Dwarves slightly more so though

In theory wood elves and even high elves could run all shooty armies but for war machines you're looking at either of aforementioned.


----------



## DivineEdge (May 31, 2012)

High elves can't make a shooty army worth crap. 

Dwarves make the best gunline, hands down. 

Dark elves can make a mean magic and shooty gunline army with close combat/speed elements though. 

Followed by empire.

And wood elves can with glade guard, but no, I would rather stand across from a wood elf "gunline", and I use the term lightly, as they have one capable, powerful shooting unit, then one from the dwarves or dark elves (1 and 2). Empire can be vicious, though.


----------



## Orochi (Jan 28, 2009)

It's Dwarves if you fancy an army that is an incredible gunline and won't fall apart the moment it gets charged.


----------



## LukeValantine (Dec 2, 2008)

Empire and dwarfs, they have the greatest diversity of ranged gear and units. See a pattern emerging in the answers your getting?


----------



## Tim/Steve (Jan 25, 2009)

Wood elves do have the ability to make an incredibly shooty army, but not a gunline: they're shooting is supportive not annihilatory. They also are easily the most mobile shooty army.

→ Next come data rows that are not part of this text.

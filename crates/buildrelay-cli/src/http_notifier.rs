// buildrelay-cli/src/http_notifier.rs
// ============================================================================
// Module: HTTP Notifier
// Description: Generic HTTP delivery adapter.
// Purpose: POST matched events and bindings to a configured endpoint.
// Dependencies: buildrelay-core, async-trait, reqwest, serde_json, url
// ============================================================================

//! ## Overview
//! The HTTP notifier POSTs one JSON document per matched event, shaped as
//! `{"event": ..., "bindings": ...}`, to the endpoint named by the
//! `delivery.url` field. An optional `delivery.token` field supplies a
//! bearer token, either inline or through the `{secretRef: <alias>}`
//! convention; secret-backed tokens are resolved once at set-up.
//! Invariants:
//! - Set-up validates the whole delivery schema and fails fast; `send` is
//!   never reached on a partially-configured adapter.
//! - Redirects are refused; a moved endpoint fails the delivery.

// ============================================================================
// SECTION: Imports
// ============================================================================

use std::collections::BTreeMap;
use std::time::Duration;

use async_trait::async_trait;
use buildrelay_core::BuildEvent;
use buildrelay_core::DeliveryError;
use buildrelay_core::DeliveryValue;
use buildrelay_core::Notifier;
use buildrelay_core::SecretAliases;
use buildrelay_core::SecretFetcher;
use buildrelay_core::SetUpError;
use reqwest::Client;
use reqwest::redirect::Policy;
use url::Url;

// ============================================================================
// SECTION: HTTP Notifier
// ============================================================================

/// Outbound request timeout applied by the adapter's own client.
const SEND_TIMEOUT: Duration = Duration::from_secs(30);

/// Endpoint configuration resolved during set-up.
#[derive(Debug, Clone)]
struct Endpoint {
    /// Destination URL for event documents.
    url: Url,
    /// Optional bearer token attached to every request.
    token: Option<String>,
    /// Client used for outbound sends.
    client: Client,
}

/// Generic HTTP delivery adapter.
#[derive(Debug, Default)]
pub struct HttpNotifier {
    /// Populated by a successful set-up.
    endpoint: Option<Endpoint>,
}

impl HttpNotifier {
    /// Creates an adapter awaiting set-up.
    #[must_use]
    pub const fn new() -> Self {
        Self {
            endpoint: None,
        }
    }

    /// Extracts and validates the `delivery.url` field.
    fn parse_url(delivery: &BTreeMap<String, DeliveryValue>) -> Result<Url, SetUpError> {
        let value = delivery
            .get("url")
            .ok_or_else(|| SetUpError::MissingField("url".to_string()))?;
        let text = value.as_text().ok_or_else(|| SetUpError::InvalidField {
            field: "url".to_string(),
            reason: "must be a string".to_string(),
        })?;
        let url = Url::parse(text).map_err(|err| SetUpError::InvalidField {
            field: "url".to_string(),
            reason: err.to_string(),
        })?;
        match url.scheme() {
            "http" | "https" => Ok(url),
            scheme => Err(SetUpError::InvalidField {
                field: "url".to_string(),
                reason: format!("unsupported scheme `{scheme}`"),
            }),
        }
    }

    /// Extracts the optional `delivery.token` field, resolving secret
    /// references through the alias table.
    fn parse_token(
        delivery: &BTreeMap<String, DeliveryValue>,
        aliases: &SecretAliases,
        fetcher: &dyn SecretFetcher,
    ) -> Result<Option<String>, SetUpError> {
        let Some(value) = delivery.get("token") else {
            return Ok(None);
        };
        if let Some(alias) = value.as_secret_ref() {
            return Ok(Some(aliases.value(alias, fetcher)?));
        }
        if let Some(text) = value.as_text() {
            return Ok(Some(text.to_string()));
        }
        Err(SetUpError::InvalidField {
            field: "token".to_string(),
            reason: "must be a string or {secretRef: <alias>}".to_string(),
        })
    }
}

#[async_trait]
impl Notifier for HttpNotifier {
    fn set_up(
        &mut self,
        delivery: &BTreeMap<String, DeliveryValue>,
        aliases: &SecretAliases,
        fetcher: &dyn SecretFetcher,
    ) -> Result<(), SetUpError> {
        let url = Self::parse_url(delivery)?;
        let token = Self::parse_token(delivery, aliases, fetcher)?;
        let client = Client::builder()
            .redirect(Policy::none())
            .timeout(SEND_TIMEOUT)
            .build()
            .map_err(|err| SetUpError::InvalidField {
                field: "url".to_string(),
                reason: format!("http client construction failed: {err}"),
            })?;
        self.endpoint = Some(Endpoint {
            url,
            token,
            client,
        });
        Ok(())
    }

    async fn send(
        &self,
        event: &BuildEvent,
        bindings: &BTreeMap<String, String>,
    ) -> Result<(), DeliveryError> {
        let endpoint = self
            .endpoint
            .as_ref()
            .ok_or_else(|| DeliveryError::Failed("adapter was not set up".to_string()))?;
        let document = serde_json::json!({
            "event": event,
            "bindings": bindings,
        });
        let mut request = endpoint.client.post(endpoint.url.clone()).json(&document);
        if let Some(token) = &endpoint.token {
            request = request.bearer_auth(token);
        }
        let response = request.send().await.map_err(|err| {
            if err.is_timeout() {
                DeliveryError::Timeout
            } else {
                DeliveryError::Failed(err.to_string())
            }
        })?;
        if !response.status().is_success() {
            return Err(DeliveryError::Failed(format!(
                "destination returned http status {}",
                response.status()
            )));
        }
        Ok(())
    }
}
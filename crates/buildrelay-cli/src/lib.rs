// buildrelay-cli/src/lib.rs
// ============================================================================
// Module: CLI Library Root
// Description: Reusable composition pieces behind the relay binary.
// Purpose: Expose config sources, the env secret store, and the HTTP adapter.
// Dependencies: crate::{http_notifier, secrets, source}
// ============================================================================

//! ## Overview
//! The binary in `main.rs` wires these pieces together: a scheme-keyed
//! configuration fetch, an environment-backed secret store, and the generic
//! HTTP delivery adapter. They live in the library crate so integration
//! tests can exercise them directly.

// ============================================================================
// SECTION: Core Modules
// ============================================================================

pub mod http_notifier;
pub mod secrets;
pub mod source;

// ============================================================================
// SECTION: Re-Exports
// ============================================================================

pub use http_notifier::HttpNotifier;
pub use secrets::EnvSecretFetcher;
pub use source::ConfigSource;
pub use source::FileSource;
pub use source::HttpSource;
pub use source::SourceError;
pub use source::fetch_config;
// buildrelay-receiver/src/notifiers/callback.rs
// ============================================================================
// Module: Callback Notifier
// Description: Callback-based delivery adapter for tests and embedding.
// Purpose: Invoke a user-provided function with matched events.
// Dependencies: buildrelay-core, async-trait, std
// ============================================================================

//! ## Overview
//! [`CallbackNotifier`] delivers matched events by invoking a user-supplied
//! function, propagating its result as the delivery outcome.

// ============================================================================
// SECTION: Imports
// ============================================================================

use std::collections::BTreeMap;
use std::sync::Arc;

use async_trait::async_trait;
use buildrelay_core::BuildEvent;
use buildrelay_core::DeliveryError;
use buildrelay_core::DeliveryValue;
use buildrelay_core::Notifier;
use buildrelay_core::SecretAliases;
use buildrelay_core::SecretFetcher;
use buildrelay_core::SetUpError;

// ============================================================================
// SECTION: Callback Notifier
// ============================================================================

/// Callback handler signature used by the notifier.
type CallbackHandler =
    dyn Fn(&BuildEvent, &BTreeMap<String, String>) -> Result<(), DeliveryError> + Send + Sync;

/// Callback-based delivery adapter.
#[derive(Clone)]
pub struct CallbackNotifier {
    /// Handler invoked with the event and resolved bindings.
    handler: Arc<CallbackHandler>,
}

impl CallbackNotifier {
    /// Creates a callback notifier from a handler function.
    pub fn new<F>(handler: F) -> Self
    where
        F: Fn(&BuildEvent, &BTreeMap<String, String>) -> Result<(), DeliveryError>
            + Send
            + Sync
            + 'static,
    {
        Self {
            handler: Arc::new(handler),
        }
    }
}

#[async_trait]
impl Notifier for CallbackNotifier {
    fn set_up(
        &mut self,
        _delivery: &BTreeMap<String, DeliveryValue>,
        _aliases: &SecretAliases,
        _fetcher: &dyn SecretFetcher,
    ) -> Result<(), SetUpError> {
        Ok(())
    }

    async fn send(
        &self,
        event: &BuildEvent,
        bindings: &BTreeMap<String, String>,
    ) -> Result<(), DeliveryError> {
        (self.handler)(event, bindings)
    }
}
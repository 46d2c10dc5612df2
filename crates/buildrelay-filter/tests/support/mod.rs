// buildrelay-filter/tests/support/mod.rs
// ============================================================================
// Module: Test Support
// Description: Shared result helpers for filter integration tests.
// ============================================================================
//! ## Overview
//! Shared test helpers for consistent Result-based assertions.

#![allow(
    clippy::panic,
    clippy::print_stdout,
    clippy::print_stderr,
    clippy::unwrap_used,
    clippy::expect_used,
    clippy::use_debug,
    clippy::dbg_macro,
    clippy::panic_in_result_fn,
    clippy::unwrap_in_result,
    dead_code,
    reason = "Test-only output and panic-based assertions are permitted."
)]

use std::error::Error;
use std::fmt;

// ========================================================================
// Test Result Helpers
// ========================================================================

/// Standard result type used across filter integration tests.
pub type TestResult<T = ()> = Result<T, Box<dyn Error>>;

/// Lightweight error type for test assertions.
#[derive(Debug)]
struct TestError {
    /// Human-readable failure message.
    message: String,
}

impl TestError {
    /// Creates a new test error with the provided message.
    fn new(message: impl Into<String>) -> Self {
        Self {
            message: message.into(),
        }
    }
}

impl fmt::Display for TestError {
    fn fmt(&self, formatter: &mut fmt::Formatter<'_>) -> fmt::Result {
        formatter.write_str(&self.message)
    }
}

impl Error for TestError {}

/// Returns an error when a test condition fails.
///
/// # Errors
/// Returns a `TestError` when the condition is false.
pub fn ensure(condition: bool, message: impl Into<String>) -> TestResult {
    if condition { Ok(()) } else { Err(Box::new(TestError::new(message))) }
}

Dwarves are rock solid with lots of options but you lose all mobility.

Empire mass guns and artillery like nothing else but are less specialised then dwarves and tend to fall apart when/if the opponent gets to you.

OnG can put a pretty impressive gunline together that most people forget about: massed night goblin archers, fanatics, spear chukkas, doom divers and possibly rock lobbas with enough of an army to still threaten in combat can be very nasty.

Ogres have some of the best shooting in the game with leadbelchers (especailly if buffed with a firebelly) and ironblaster while still being a massive threat in combat and being highly mobile... but do suffer against a high amount of return fire. Of course there are always poison sniper maneaters and the greedy fist tyrant to have fun with as well.

.... pretty much any of them can out-shoot most armies if you choose to go that route, and often in a gunline vs gunline fight its not what you bring but who goes first that decides the game.
As for which is the absolute shootiest... I think it depends on what you like. Personally I build a 1k wood elf army with 50 glade guard that I think about as shooty as it gets: having that many shots turn after turn is really impressive. Empire and dwarves struggle for that volume of shots but their artillery is capable of taking on lots of different targets while the other armies work slightly differently again...


----------



## Barnster (Feb 11, 2010)

Dwarf and empire are on par I think, Dwarf artillery is better, mainly due to cheap bolt throwers, but the empire can put more boots on the ground, and still have access to knights to lead a counter charge. Empire can also chuck spells into the mix, which dwarfs can't

Then its the elven kingdoms, High and Dark are on par, High elf shooting is mediocre until you chuck in magic at which point it can be deadly. Dark elves rely on quantity so can hurt chaff units like skaven gobbos, but their shooting really struggles against high save armies like chaos even brets. Wood elves all have bows but they take a long time to kill anything as they lack high strength shooting

O&Gs, Skaven and ogres are highly effective shooters if you go that route but very few seem to..

Rest of the armies all have OK/ basic/ passable shooting (Brets TKs) Or not enough of it to really consider it an option (WoCs (hellcannon is nasty), Beastmen (Some shooting but meh), DoC (flamers are nasty), VCs ("Banshee" screams are too short range and never devastating enough)


----------



## Majere613 (Oct 14, 2008)

Don't forget Chaos Dwarfs, if you have access to Tamurkhan. You can get a pretty silly amount of firepower, not to mention Halberdiers who are also Handgunners at the same time


----------



## Gromrir Silverblade (Sep 21, 2010)

I'd say Skaven to be honest, warp lightning, jezzails, poison globe throwers, ratling guns, the warpstone mortar things, the flamethrower things, even the half a point bloody upgrade on a slave to give him a sling (or is that a clan rat). Skaven stuff is definitely more hit and miss but if it all goes off well. You're stuffed!


----------



## Capussa (Jun 22, 2012)

Tomb Kings should also be mentioned, cheap archers that always hit on a 5+ regardless of cover or other modifiers is not to be sniffed at, especially when you add in the ability to double the number of shots from a unit! Their artillery also has some special abilities which can make a real difference.

I would still put Empire and Dwarves at the top, though I'd choose the empire over Dwarves mainly due to the Hellblaster volleygun, I will always try to fit atleast two in any Empire army I do.


----------